This study has been completed.
Information provided by (Responsible Party):
TriHealth Inc. Identifier:
First received: July 9, 2009
Last updated: February 17, 2014
Last verified: February 2014
The purpose of this study is to find out if performing a bowel preparation prior to pelvic organ prolapse surgery has any effect on the return of bowel function after surgery.

Condition Intervention
Pelvic Organ Prolapse Other: Bowel preparation (Fleets enema)

Study Type: Interventional
Study Design: Allocation: Randomized
Intervention Model: Parallel Assignment
Masking: None (Open Label)
Primary Purpose: Health Services Research
Official Title: Bowel Preparation and Return of Bowel Function After Pelvic Organ Prolapse Surgery.

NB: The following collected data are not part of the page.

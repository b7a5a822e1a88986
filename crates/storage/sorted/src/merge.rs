use crate::{
    SortedError, SortedStream,
    stage::{Emitter, Halt, spawn_stage},
};
use futures::{Stream, StreamExt, stream::BoxStream};
use std::{cmp::Ordering, collections::BinaryHeap};
use tokio_util::sync::CancellationToken;

/// The current head of one merge input.
///
/// Ordered by `value` alone and reversed, so a [`BinaryHeap`] pops the smallest head first.
/// `source` only says which input to advance once the head is emitted.
#[derive(Debug)]
struct Head<T> {
    value: T,
    source: usize,
}

impl<T: Ord> Ord for Head<T> {
    fn cmp(&self, other: &Self) -> Ordering {
        other.value.cmp(&self.value)
    }
}

impl<T: Ord> PartialOrd for Head<T> {
    fn partial_cmp(&self, other: &Self) -> Option<Ordering> {
        Some(self.cmp(other))
    }
}

impl<T: Ord> PartialEq for Head<T> {
    fn eq(&self, other: &Self) -> bool {
        self.value == other.value
    }
}

impl<T: Ord> Eq for Head<T> {}

/// A merge input, `None` once exhausted.
type Input<T, E> = Option<BoxStream<'static, Result<T, E>>>;

/// Merges sorted `sources` into one sorted stream, keeping every duplicate.
///
/// A single source is handed back as is. The first error of any source is forwarded and ends
/// the output.
///
/// # Errors
///
/// Returns [`SortedError::NoSources`] if `sources` is empty.
pub fn merge<T, E, S>(
    sources: Vec<S>,
    cancel: CancellationToken,
) -> Result<SortedStream<T, E>, SortedError>
where
    T: Ord + Send + 'static,
    E: Send + 'static,
    S: Stream<Item = Result<T, E>> + Send + 'static,
{
    let mut sources: Vec<_> = sources.into_iter().map(StreamExt::boxed).collect();
    match sources.len() {
        0 => return Err(SortedError::NoSources),
        1 => return Ok(sources.swap_remove(0)),
        _ => {}
    }

    Ok(spawn_stage(cancel, move |out| async move {
        let mut heap = BinaryHeap::with_capacity(sources.len());
        let mut inputs: Vec<Input<T, E>> = sources.into_iter().map(Some).collect();

        let _: Result<(), Halt> = async {
            for source in 0..inputs.len() {
                advance(&out, &mut inputs, &mut heap, source).await?;
            }
            while let Some(Head { value, source }) = heap.pop() {
                out.emit(Ok(value)).await?;
                advance(&out, &mut inputs, &mut heap, source).await?;
            }
            Ok(())
        }
        .await;
    }))
}

/// Pulls the next value of input `source` onto the heap, dropping the input once exhausted.
async fn advance<T: Ord, E>(
    out: &Emitter<T, E>,
    inputs: &mut [Input<T, E>],
    heap: &mut BinaryHeap<Head<T>>,
    source: usize,
) -> Result<(), Halt> {
    let Some(input) = inputs[source].as_mut() else {
        return Ok(());
    };
    match out.pull(input).await? {
        Some(Ok(value)) => heap.push(Head { value, source }),
        Some(Err(err)) => {
            out.emit(Err(err)).await?;
            return Err(Halt);
        }
        None => inputs[source] = None,
    }
    Ok(())
}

Resource links provided by NLM:

Further study details as provided by TriHealth Inc.:

Primary Outcome Measures:
  • Measure the return of bowel function after pelvic organ prolapse surgery. [ Time Frame: 10 months ]

Enrollment: 40
Study Start Date: March 2009
Study Completion Date: June 2010
Primary Completion Date: June 2010 (Final data collection date for primary outcome measure)
Arms Assigned Interventions
Experimental: Bowel preparation group
Patients randomized to this arm will perform a bowel preparation prior to their pelvic organ prolapse surgery.
Other: Bowel preparation (Fleets enema)
Use of Bowel preparation (Fleets enema)
No Intervention: No Bowel preparation group
Patients randomized to this group will not be performing a bowel preparation prior to their pelvic organ prolapse surgery.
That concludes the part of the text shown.